Al ministero della Salute e all’Agenzia nazionale del farmaco le bocche, per ora, sono accuratamente cucite. Almeno fino a martedì prossimo, quando l’Aifa illustrerà gli unidici nuovi criteri di trattamento per la terapia. Le grandi linee del piano per contrastare l’epatite C sono state già anticipate sia dal ministro Beatrice Lorenzin sia dal dg dell’Aifa Mario Melazzini. Sul piatto ci sarebbero 500 milioni di euro per 3 anni. Una somma che consentirebbe, secondo Lorenzin e Melazzini, di trattare 80mila pazienti l’anno. L’obiettivo dichiarato è quello di eradicare l’infezione dal Paese, allargando la fornitura gratuita dei farmaci a tutti i pazienti che ne abbiano l’indicazione clinica e non solo ai casi più gravi, come accade ora.
Che il progetto vada a buon fine, purtroppo, è tutto da vedere. Sul piano tecnico, ad esempio, l’Associazione EpaC Onlus, ha spiegato che con i nuovi criteri «sicuramente si prevede un allargamento sostanziale della platea dei pazienti che possono essere messi in lista d’attesa per ottenere le nuove terapie», ma non «l’accesso per tutti i pazienti e la caduta di tutte le restrizioni». Un punto su cui, per ora, bisogna accontentarsi delle rassicurazioni dell’Aifa, che avrebbe promesso cure «senza limitazioni». Un’altra questione è il numero potenziale dei pazienti. Le statistiche della nostra sanità parlano di 200-300 mila casi di Epatite C diagnosticata, di cui 70mila, secondo i dati dell’Aifa, già in cura. Ma solo qualche mese fa la stima effettuata dall’Organizzazione mondiale della sanità individuava i casi di contagio nel nostro Paese tra l’1,25 e l’1,75% della popolazione, ovvero tra 750mila e più di un milione di persone. Se il piano prevede il trattamento per 240mila pazienti in tre anni, resteranno senza cure, nel migliore dei casi, e contando le 70mila già in terapia, almeno 450mila persone.
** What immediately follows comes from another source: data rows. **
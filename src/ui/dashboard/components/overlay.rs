//! Transition overlay
//!
//! Covers the screen with the destination's gradient while a transition runs

use super::super::utils::stop_color;
use crate::transition::{TransitionKind, TransitionState};
use ratatui::Frame;
use ratatui::layout::{Alignment, Constraint, Direction, Layout, Rect};
use ratatui::prelude::{Color, Modifier, Style};
use ratatui::text::Line;
use ratatui::widgets::{Block, Clear, Paragraph};

pub fn render_overlay(f: &mut Frame, area: Rect, overlay: &TransitionState) {
    let (Some(kind), Some(gradient)) = (overlay.transition_type, overlay.target_gradient) else {
        return;
    };

    f.render_widget(Clear, area);
    let bands = Layout::default()
        .direction(Direction::Vertical)
        .constraints([Constraint::Ratio(1, 3); 3])
        .split(area);
    for (band, stop) in bands.iter().zip(gradient) {
        f.render_widget(
            Block::default().style(Style::default().bg(stop_color(stop))),
            *band,
        );
    }

    let label = match kind {
        TransitionKind::Email => "Opening email campaigns",
        TransitionKind::Linkedin => "Opening LinkedIn",
    };
    let mut lines = vec![Line::styled(
        label,
        Style::default()
            .fg(Color::White)
            .add_modifier(Modifier::BOLD),
    )];
    if let Some(asset) = overlay.source_asset {
        lines.push(Line::styled(asset, Style::default().fg(Color::White)));
    }
    let text = Paragraph::new(lines)
        .alignment(Alignment::Center)
        .style(Style::default().bg(stop_color(gradient[1])));
    f.render_widget(text, centered_rows(bands[1], 2));
}

fn centered_rows(area: Rect, height: u16) -> Rect {
    let top = area.y + area.height.saturating_sub(height) / 2;
    Rect {
        y: top,
        height: height.min(area.height),
        ..area
    }
}
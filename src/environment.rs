use crate::consts::cli_consts::network::{LOCAL_PROXY_URL, UPSTREAM_BASE_URL};
use std::fmt::{Debug, Display, Formatter};
use std::str::FromStr;

/// Represents where the dashboard sends its campaign requests.
#[derive(Clone, Default, Copy, PartialEq, Eq)]
pub enum Environment {
    /// Through the local credential proxy started with `serve`.
    #[default]
    Proxy,
    /// Straight to the Instantly API. Requires an API key on this machine.
    Direct,
}

impl Environment {
    /// Returns the campaign API base URL associated with the environment.
    pub fn api_base_url(&self) -> String {
        match self {
            Environment::Proxy => LOCAL_PROXY_URL.to_string(),
            Environment::Direct => UPSTREAM_BASE_URL.to_string(),
        }
    }

    /// Whether requests must carry the bearer credential themselves.
    pub fn requires_api_key(&self) -> bool {
        matches!(self, Environment::Direct)
    }
}

impl FromStr for Environment {
    type Err = String;

    fn from_str(s: &str) -> Result<Self, Self::Err> {
        match s.to_lowercase().as_str() {
            "proxy" | "local" => Ok(Environment::Proxy),
            "direct" | "production" => Ok(Environment::Direct),
            _ => Err(format!("unknown environment '{}', expected proxy or direct", s)),
        }
    }
}

impl Display for Environment {
    fn fmt(&self, f: &mut Formatter<'_>) -> std::fmt::Result {
        match self {
            Environment::Proxy => write!(f, "Proxy"),
            Environment::Direct => write!(f, "Direct"),
        }
    }
}

impl Debug for Environment {
    fn fmt(&self, f: &mut Formatter<'_>) -> std::fmt::Result {
        write!(f, "Environment::{}, URL: {}", self, self.api_base_url())
    }
}

#[cfg(test)]
mod tests {
    use super::*;

    #[test]
    fn parses_known_names_case_insensitively() {
        assert_eq!("Proxy".parse::<Environment>(), Ok(Environment::Proxy));
        assert_eq!("local".parse::<Environment>(), Ok(Environment::Proxy));
        assert_eq!("DIRECT".parse::<Environment>(), Ok(Environment::Direct));
        assert!("staging".parse::<Environment>().is_err());
    }

    #[test]
    fn only_direct_requires_a_key() {
        assert!(Environment::Direct.requires_api_key());
        assert!(!Environment::Proxy.requires_api_key());
        assert!(Environment::Direct.api_base_url().starts_with("https://"));
    }
}
//! Campaign metrics components
//!
//! Renders the count grid and the rate gauges of one campaign

use super::super::utils::accent_color;
use crate::models::CampaignData;
use crate::polling::PollSnapshot;
use crate::transition::TransitionKind;
use crate::view::format::rate;
use crate::view::{CampaignMetrics, MetricSlot, Presentation};
use ratatui::Frame;
use ratatui::layout::{Constraint, Direction, Layout, Rect};
use ratatui::prelude::{Color, Modifier, Style};
use ratatui::text::{Line, Span};
use ratatui::widgets::{Block, BorderType, Borders, Gauge, Padding, Paragraph, Wrap};

/// Render the campaign dashboard body.
pub fn render_campaign_metrics(f: &mut Frame, area: Rect, snapshot: &PollSnapshot<CampaignData>) {
    match Presentation::from_snapshot(snapshot) {
        Presentation::Loading => f.render_widget(
            Paragraph::new("Loading campaign data...").block(panel("CAMPAIGN")),
            area,
        ),
        Presentation::Failed(message) => render_error(f, area, &message),
        Presentation::Loaded { data, warning } => {
            // Keep showing the last good data under a one-line warning.
            let area = match warning {
                Some(warning) => {
                    let chunks = Layout::default()
                        .direction(Direction::Vertical)
                        .constraints([Constraint::Length(1), Constraint::Fill(1)])
                        .split(area);
                    f.render_widget(
                        Paragraph::new(warning).style(Style::default().fg(Color::LightRed)),
                        chunks[0],
                    );
                    chunks[1]
                }
                None => area,
            };
            render_loaded(f, area, &data);
        }
    }
}

fn render_loaded(f: &mut Frame, area: Rect, data: &CampaignData) {
    let metrics = CampaignMetrics::from_analytics(&data.analytics);
    let chunks = Layout::default()
        .direction(Direction::Horizontal)
        .constraints([Constraint::Percentage(55), Constraint::Percentage(45)])
        .split(area);

    render_counts(f, chunks[0], &metrics.counts, data);
    render_rates(f, chunks[1], &metrics.rates, data);
}

fn render_counts(f: &mut Frame, area: Rect, counts: &[MetricSlot], data: &CampaignData) {
    let mut lines: Vec<Line> = counts
        .chunks(2)
        .map(|pair| {
            let mut spans = Vec::new();
            for slot in pair {
                spans.push(Span::styled(
                    format!("{:<18}", format!("{}:", slot.label)),
                    Style::default().fg(Color::Gray),
                ));
                spans.push(Span::styled(
                    format!("{:<12}", slot.value),
                    Style::default()
                        .fg(Color::White)
                        .add_modifier(Modifier::BOLD),
                ));
            }
            Line::from(spans)
        })
        .collect();

    if let Some(limit) = data.details.daily_limit {
        lines.push(Line::from(""));
        lines.push(Line::styled(
            format!("Daily limit: {}", limit),
            Style::default().fg(Color::Gray),
        ));
    }
    if let Some(list) = &data.details.email_list {
        lines.push(Line::styled(
            format!("Sending from: {}", list.addresses().join(", ")),
            Style::default().fg(Color::Gray),
        ));
    }

    let paragraph = Paragraph::new(lines)
        .wrap(Wrap { trim: true })
        .block(panel("COUNTS"));
    f.render_widget(paragraph, area);
}

fn render_rates(f: &mut Frame, area: Rect, rates: &[MetricSlot], data: &CampaignData) {
    let a = &data.analytics;
    let sent = a.emails_sent_count;
    let numerators = [a.open_count, a.reply_count, a.link_click_count, a.bounced_count];
    let colors = [
        Color::LightGreen,
        Color::LightCyan,
        Color::LightBlue,
        Color::LightRed,
    ];

    let rows = Layout::default()
        .direction(Direction::Vertical)
        .constraints([Constraint::Ratio(1, 4); 4])
        .split(area);

    for (i, slot) in rates.iter().enumerate().take(rows.len()) {
        let percent = rate(numerators[i], sent).clamp(0.0, 100.0) as u16;
        let gauge = Gauge::default()
            .block(
                Block::default()
                    .title(slot.label)
                    .borders(Borders::ALL)
                    .border_type(BorderType::Rounded)
                    .border_style(Style::default().fg(colors[i])),
            )
            .gauge_style(
                Style::default()
                    .fg(colors[i])
                    .add_modifier(Modifier::BOLD),
            )
            .percent(percent)
            .label(format!("{}%", slot.value));
        f.render_widget(gauge, rows[i]);
    }
}

fn render_error(f: &mut Frame, area: Rect, message: &str) {
    let error = Paragraph::new(vec![
        Line::styled(
            message.to_string(),
            Style::default()
                .fg(Color::LightRed)
                .add_modifier(Modifier::BOLD),
        ),
        Line::from(""),
        Line::styled(
            "The dashboard keeps retrying on every refresh tick.",
            Style::default().fg(Color::Gray),
        ),
    ])
    .wrap(Wrap { trim: true })
    .block(panel("ERROR"));
    f.render_widget(error, area);
}

fn panel(title: &str) -> Block<'_> {
    Block::default()
        .title(title)
        .borders(Borders::ALL)
        .border_type(BorderType::Rounded)
        .border_style(Style::default().fg(accent_color(TransitionKind::Email)))
        .padding(Padding::uniform(1))
}
//! Polling controller task and its handle

use super::{PollState, ViewSource};
use crate::error_classifier::ErrorClassifier;
use crate::events::{Event, EventSender, EventType};
use crate::logging::LogLevel;
use chrono::{DateTime, Local};
use std::sync::Arc;
use std::time::Duration;
use tokio::sync::watch;
use tokio::task::JoinHandle;
use tokio::time::{Instant, MissedTickBehavior, interval_at};
use tokio_util::sync::CancellationToken;

/// Whether the view is currently on screen.
#[derive(Debug, Copy, Clone, PartialEq, Eq)]
pub enum Visibility {
    Visible,
    Hidden,
}

/// What a view renders from: the latest state plus the last good data.
#[derive(Debug)]
pub struct PollSnapshot<T> {
    pub state: PollState,
    /// Last successful result. Kept while a later fetch is failing.
    pub data: Option<Arc<T>>,
    /// Message of the most recent failure, cleared on success.
    pub error: Option<String>,
    /// Fetches started so far.
    pub attempts: u32,
    pub consecutive_failures: u32,
    pub last_success: Option<DateTime<Local>>,
}

impl<T> Clone for PollSnapshot<T> {
    fn clone(&self) -> Self {
        Self {
            state: self.state,
            data: self.data.clone(),
            error: self.error.clone(),
            attempts: self.attempts,
            consecutive_failures: self.consecutive_failures,
            last_success: self.last_success,
        }
    }
}

impl<T> PollSnapshot<T> {
    fn idle() -> Self {
        Self {
            state: PollState::Idle,
            data: None,
            error: None,
            attempts: 0,
            consecutive_failures: 0,
            last_success: None,
        }
    }

    /// Nothing to show yet: no data and no error.
    pub fn is_loading(&self) -> bool {
        self.data.is_none() && self.error.is_none()
    }
}

/// Owner of the refresh loop for one view.
pub struct PollingController<S: ViewSource> {
    source: S,
    label: String,
    interval: Duration,
    events: Option<EventSender>,
    classifier: ErrorClassifier,
    snapshots: watch::Sender<PollSnapshot<S::Output>>,
    visibility: watch::Receiver<Visibility>,
    cancel: CancellationToken,
}

impl<S: ViewSource> PollingController<S> {
    /// Spawn a controller for a view that starts out visible.
    pub fn spawn(
        source: S,
        interval: Duration,
        events: Option<EventSender>,
    ) -> PollHandle<S::Output> {
        Self::spawn_with_visibility(source, interval, events, Visibility::Visible)
    }

    pub fn spawn_with_visibility(
        source: S,
        interval: Duration,
        events: Option<EventSender>,
        initial: Visibility,
    ) -> PollHandle<S::Output> {
        let (snapshot_sender, snapshot_receiver) = watch::channel(PollSnapshot::idle());
        let (visibility_sender, visibility_receiver) = watch::channel(initial);
        let cancel = CancellationToken::new();

        let controller = Self {
            label: source.label(),
            source,
            interval,
            events,
            classifier: ErrorClassifier::new(),
            snapshots: snapshot_sender,
            visibility: visibility_receiver,
            cancel: cancel.clone(),
        };
        let join = tokio::spawn(controller.run());

        PollHandle {
            snapshots: snapshot_receiver,
            visibility: visibility_sender,
            cancel,
            join: Some(join),
        }
    }

    async fn run(mut self) {
        let mut ticker = interval_at(Instant::now() + self.interval, self.interval);
        ticker.set_missed_tick_behavior(MissedTickBehavior::Delay);
        let mut visible = *self.visibility.borrow_and_update() == Visibility::Visible;

        // The mount fetch happens immediately, visible or not.
        let mut fetch_due = true;
        loop {
            if fetch_due {
                fetch_due = false;
                if !self.fetch_once().await {
                    break;
                }
                // Visibility flips during the request are folded into it.
                visible = *self.visibility.borrow_and_update() == Visibility::Visible;
                continue;
            }

            tokio::select! {
                _ = self.cancel.cancelled() => break,
                _ = ticker.tick() => {
                    if visible {
                        fetch_due = true;
                    } else {
                        log::debug!("{}: hidden, skipping scheduled refresh", self.label);
                    }
                }
                changed = self.visibility.changed() => {
                    // The handle owns the sender; losing it means the view is gone.
                    if changed.is_err() {
                        break;
                    }
                    let now_visible =
                        *self.visibility.borrow_and_update() == Visibility::Visible;
                    if now_visible && !visible {
                        self.emit(Event::poller_with_level(
                            &self.label,
                            format!("{} visible again, refreshing now", self.label),
                            EventType::Refresh,
                            LogLevel::Debug,
                        ))
                        .await;
                        fetch_due = true;
                    } else if !now_visible && visible {
                        self.emit(Event::poller_with_level(
                            &self.label,
                            format!("{} hidden, pausing refreshes", self.label),
                            EventType::Waiting,
                            LogLevel::Debug,
                        ))
                        .await;
                    }
                    visible = now_visible;
                }
            }
        }
        log::debug!("{}: polling stopped", self.label);
    }

    /// Run one fetch and publish its outcome.
    ///
    /// Returns false when the controller was cancelled before the response
    /// arrived; the response is then dropped unseen.
    async fn fetch_once(&mut self) -> bool {
        self.publish(|snapshot| {
            snapshot.state = PollState::Fetching;
            snapshot.attempts += 1;
        });
        self.emit(Event::poll_state_change(&self.label, PollState::Fetching))
            .await;

        let result = tokio::select! {
            _ = self.cancel.cancelled() => return false,
            result = self.source.load() => result,
        };
        if self.cancel.is_cancelled() {
            return false;
        }

        match result {
            Ok(data) => {
                self.publish(|snapshot| {
                    snapshot.state = PollState::Loaded;
                    snapshot.data = Some(Arc::new(data));
                    snapshot.error = None;
                    snapshot.consecutive_failures = 0;
                    snapshot.last_success = Some(Local::now());
                });
                self.emit(Event::poller_with_level(
                    &self.label,
                    format!("Refreshed {}", self.label),
                    EventType::Success,
                    LogLevel::Info,
                ))
                .await;
                self.emit(Event::poll_state_change(&self.label, PollState::Loaded))
                    .await;
            }
            Err(e) => {
                let log_level = self.classifier.classify_fetch_error(&e);
                let message = e.to_string();
                self.publish(|snapshot| {
                    snapshot.state = PollState::Errored;
                    snapshot.error = Some(message.clone());
                    snapshot.consecutive_failures += 1;
                });
                self.emit(Event::poller_with_level(
                    &self.label,
                    format!("Failed to refresh {}: {}", self.label, message),
                    EventType::Error,
                    log_level,
                ))
                .await;
                self.emit(Event::poll_state_change(&self.label, PollState::Errored))
                    .await;
            }
        }
        true
    }

    fn publish(&self, update: impl FnOnce(&mut PollSnapshot<S::Output>)) {
        if self.cancel.is_cancelled() {
            return;
        }
        self.snapshots.send_modify(update);
    }

    async fn emit(&self, event: Event) {
        if let Some(events) = &self.events {
            events.send_event(event).await;
        }
    }
}

/// A mounted view's grip on its controller. Dropping it stops the polling.
pub struct PollHandle<T> {
    snapshots: watch::Receiver<PollSnapshot<T>>,
    visibility: watch::Sender<Visibility>,
    cancel: CancellationToken,
    join: Option<JoinHandle<()>>,
}

impl<T> PollHandle<T> {
    pub fn snapshot(&self) -> PollSnapshot<T> {
        self.snapshots.borrow().clone()
    }

    pub fn subscribe(&self) -> watch::Receiver<PollSnapshot<T>> {
        self.snapshots.clone()
    }

    /// Report a visibility change. Repeating the current value is a no-op.
    pub fn set_visibility(&self, visibility: Visibility) {
        self.visibility.send_if_modified(|current| {
            if *current == visibility {
                return false;
            }
            *current = visibility;
            true
        });
    }

    /// Stop polling and wait for the task to finish.
    pub async fn shutdown(mut self) {
        self.cancel.cancel();
        if let Some(join) = self.join.take() {
            let _ = join.await;
        }
    }
}

impl<T> Drop for PollHandle<T> {
    fn drop(&mut self) {
        self.cancel.cancel();
    }
}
Ma il nodo centrale riguarda il farmaco. Il colosso statunitense Gilead, che produce la super cura a base di Sofosbuvir (commercializzata con il nome di Sovaldi), ha fatto recentemente sapere che è impegnata a collaborare con l’Aifa e il ministero della Salute per raggiungere una soluzione positiva. Ad oggi, però, la soluzione non c’è. Il Solvaldi, le cui modalità di commercializzazione sono finite pure nel mirino del Senato degli Stati Uniti, viene distribuito ai vari angoli del pianeta con prezzi che oscillano dai 60mila dollari degli Usa ai 900 dell’Egitto. Quasi te lo tirano dietro in India, dove Gilead ha rilasciato la licenza a sette aziende per la produzione di sofosbuvir generico. E in Italia? Da noi, come abbiamo già scritto ieri, un accordo siglato dall’ex dg dell’Aifa, Luca Pani prevedeva la cura per 50mila pazienti per un costo complessivo di 750 milioni. Il contratto, tutt’ora segreto e su cui sta anche indagando la procura di Pavia, prevedeva scaglioni di pazienti con costi a scendere. Per cui si è passati dai circa 45mila euro iniziali a cura fino a poco meno di 4mila euro per i pazienti dell’ultimo scaglione. Quest’ultimo, secondo Melazzini, sarebbe il prezzo giusto. Ma l’azienda non sembra disposta a scendere fino a tale punto. Anche perché, malgrado l’accordo sia scaduto la scorsa estate, il servizio sanitario ha continuato fino a pochi giorni fa a rimborsare i farmaci della Gilead. E il prezzo non era quello dell’ultimo scaglione, ma quello medio di 13-14mila euro. Un costo che dimezzerebbe la platea del nuovo piano. Ora, sembra che Melazzini abbia attivato le pratiche per mettere il Sovaldi in fascia C (non rimborsabile) in modo da chiudere Gilead all’angolo. Ma non è detto che l’azienda ceda. E nel frattempo i malati (tranne i paperoni che possono pagarsi il farmaco) restano senza cura. La soluzione, ventilata dalla stessa Aifa, ci sarebbe: dichiarare l’ emergenza nazionale, bypassare la copertura dei brevetti e produrre il generico. Ma al ministero, per adesso, nessuno sembra intenzionato a forzare la mano.